TRAYECTORIA: ESTUDIÓ DISEÑO EN JAPÓN, Y EN CÓRDOBA SE ESPECIALIZÓ EN CUERO ARTÍSTICO Y CERÁMICA.

Hisae Yanase es menuda, inquieta y de aspecto tan frágil como una muñequita de porcelana. Pero, al igual que en la naturaleza que recrea en piezas de cerámica y pintura, laten en su interior fuerzas capaces de poner patas arriba el más tranquilo paisaje. Tuvo que echar mano de esa energía que ella reconduce con temple y risas, muchas risas para ahuyentar la grisura de los días, cuando con 25 años dio el salto desde Japón a Córdoba, que más que salto debió de ser una pirueta de funambulista. Y en esta ciudad que hizo suya sigue 45 años después, convertida en artista de cimentado prestigio e icono de una fértil convivencia entre Oriente y Occidente.

Ejemplo de ello son las composiciones en papel sobre las que trabajaba la tarde de nuestra entrevista en su estudio --un espacio diáfano y tan ordenado como el resto de la casa-- a propuesta del Museo de Bellas Artes, que celebrará una exposición con un lienzo inédito de Julio Romero de Torres y estampas japonesas en la que Hisae Yanase será una invitada especial en representación de ambos mundos. "Yo no conocía el cuadro, pero Julio Romero pintó a dos japonesitas con moño; era la época del impresionismo y en Europa atraía mucho lo oriental". Ella, en un recorrido inverso, dibuja ahora moños cordobeses con trazos de esencia zen. Pura fusión cultural, que ha llevado al límite al protagonizar el spot con el que el Ayuntamiento promociona Córdoba y el flamenco en las redes sociales.

--Es usted una caja de sorpresas, no para de revelar facetas nuevas.

--Sí, es que como me gusta mucho participar en todo, la gente me propone cosas. A mí me gusta el flamenco, pero no tenía ni idea de cómo podía explicarlo. Y acabé contando lo que me pasa cuando voy a Japón, que me siento un poco embajadora de esa cuna del flamenco que es Córdoba.
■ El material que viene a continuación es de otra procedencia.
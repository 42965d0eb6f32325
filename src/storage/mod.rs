//! Object storage wiring for workloads
//!
//! Appends pod volumes and container env vars, args and volume mounts based on
//! the object storage type:
//! - All: mount the storage secret and expose its credentials as env vars,
//!   either static keys or a projected service account token
//! - GCS: point `GOOGLE_APPLICATION_CREDENTIALS` at the mounted key file
//! - S3: mount a custom CA config map when TLS is configured
//!
//! Every call seeds a patch from a copy of the first container, appends to
//! it and merges it back. Nothing is deduplicated: configuring the same
//! workload twice appends twice, callers start from a freshly rendered
//! workload on every reconcile.

pub mod ca;
pub mod credentials;
pub mod merge;
pub mod options;
pub mod patch;
pub mod vars;

pub use options::*;
pub use patch::PodSpecPatch;

use k8s_openapi::api::apps::v1::{Deployment, StatefulSet};
use kube::ResourceExt;
use tracing::{debug, trace};

use crate::error::{Error, MergeError, MergeStage, Result};
use crate::workload::PodTemplateWorkload;

/// Configure object storage access for a deployment
pub fn configure_deployment(d: &mut Deployment, opts: &Options) -> Result<()> {
    configure_workload(d, opts)
}

/// Configure object storage access for a statefulset
pub fn configure_statefulset(s: &mut StatefulSet, opts: &Options) -> Result<()> {
    configure_workload(s, opts)
}

/// Shared pipeline behind the per-shape entry points
pub fn configure_workload<W: PodTemplateWorkload>(workload: &mut W, opts: &Options) -> Result<()> {
    let Some(store) = opts.shared_store else {
        trace!(workload = %workload.name_any(), "No object storage configured, skipping");
        return Ok(());
    };

    apply_patch(workload, MergeStage::Credentials, |patch| {
        credentials::ensure_object_store_credentials(patch, opts)
    })?;

    if !supports_custom_ca(store) {
        return Ok(());
    }
    match opts.tls.as_ref() {
        Some(tls) => apply_patch(workload, MergeStage::CertificateAuthority, |patch| {
            ca::ensure_ca_for_s3(patch, tls)
        }),
        None => Ok(()),
    }
}

/// Custom CA injection is only defined for S3
fn supports_custom_ca(store: ObjectStorageType) -> bool {
    match store {
        ObjectStorageType::S3 => true,
        ObjectStorageType::Azure
        | ObjectStorageType::Gcs
        | ObjectStorageType::Swift
        | ObjectStorageType::AlibabaCloud => false,
    }
}

fn apply_patch<W, F>(workload: &mut W, stage: MergeStage, build: F) -> Result<()>
where
    W: PodTemplateWorkload,
    F: FnOnce(PodSpecPatch) -> PodSpecPatch,
{
    let name = workload.name_any();
    let pod_spec = workload
        .pod_spec_mut()
        .ok_or_else(|| Error::merge(stage, MergeError::MissingPodSpec))?;

    let seed = PodSpecPatch::from_pod_spec(pod_spec).map_err(|e| Error::merge(stage, e))?;
    let patch = build(seed);

    merge::merge_pod_spec(pod_spec, patch.into_pod_spec()).map_err(|e| Error::merge(stage, e))?;

    debug!(workload = %name, kind = %W::kind(&()), stage = %stage, "Merged object storage patch");
    Ok(())
}
//! Object Storage Credentials
//!
//! Wires object storage access into logging backend workloads. Given a
//! `Deployment` or `StatefulSet` and the resolved storage [`Options`], the
//! pod template is amended with the secret volume, credential env vars, an
//! optional projected service account token and, for S3, an optional custom
//! CA bundle.
//!
//! # Architecture
//!
//! ```text
//! ┌──────────────────────────────────────────────────────────────┐
//! │        configure_deployment / configure_statefulset          │
//! ├──────────────────────────────────────────────────────────────┤
//! │  Backend dispatch (azure | gcs | s3 | swift | alibabacloud)  │
//! │            │                                │                │
//! │  ┌─────────┴──────────┐          ┌──────────┴──────────┐     │
//! │  │ Credentials patch  │  then    │   CA patch (s3)     │     │
//! │  │ static | token |   │ ───────► │  config map volume  │     │
//! │  │ token-cco          │          │  + ca-file arg      │     │
//! │  └─────────┬──────────┘          └──────────┬──────────┘     │
//! │            └──────────────┬─────────────────┘                │
//! │                  ┌────────┴────────┐                         │
//! │                  │   Merge step    │                         │
//! │                  └─────────────────┘                         │
//! └──────────────────────────────────────────────────────────────┘
//! ```
//!
//! # Modules
//!
//! - [`storage`]: Options, patch builders and merge step
//! - [`workload`]: Workload shapes carrying a pod template
//! - [`manifest`]: YAML manifest helpers used by the CLI
//! - [`error`]: Error types and handling

pub mod error;
pub mod manifest;
pub mod storage;
pub mod workload;

// Re-export commonly used types
pub use storage::{
    configure_deployment, configure_statefulset, configure_workload,
    AlibabaCloudStorageConfig, AzureStorageConfig, CloudCredentials, CredentialMode,
    GcsStorageConfig, ObjectStorageType, OpenShiftOptions, Options, S3SseConfig,
    S3StorageConfig, SseType, SwiftStorageConfig, TlsConfig,
};

pub use error::{Error, ErrorAction, MergeError, MergeStage, Result};

pub use manifest::Workload;
pub use workload::PodTemplateWorkload;

/// Library version
pub const VERSION: &str = env!("CARGO_PKG_VERSION");

/// Library name
pub const NAME: &str = env!("CARGO_PKG_NAME");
--Pero lo que sorprende del audiovisual sobre todo es su soltura ante la cámara, porque en cuanto al flamenco raro es el japonés al que no le gusta.

--Yo es que tengo una teoría, y es que el flamenco procede de la India, y desde allí siguió el camino de Occidente y el de Oriente. Hay puntos en común con parte del folclore japonés, en los gorgoritos y en expresar sentimientos como dolor y llanto, la vida dura del campesino, el desamor... Por eso al japonés, aunque no entienda la letra, el flamenco le resulta muy familiar.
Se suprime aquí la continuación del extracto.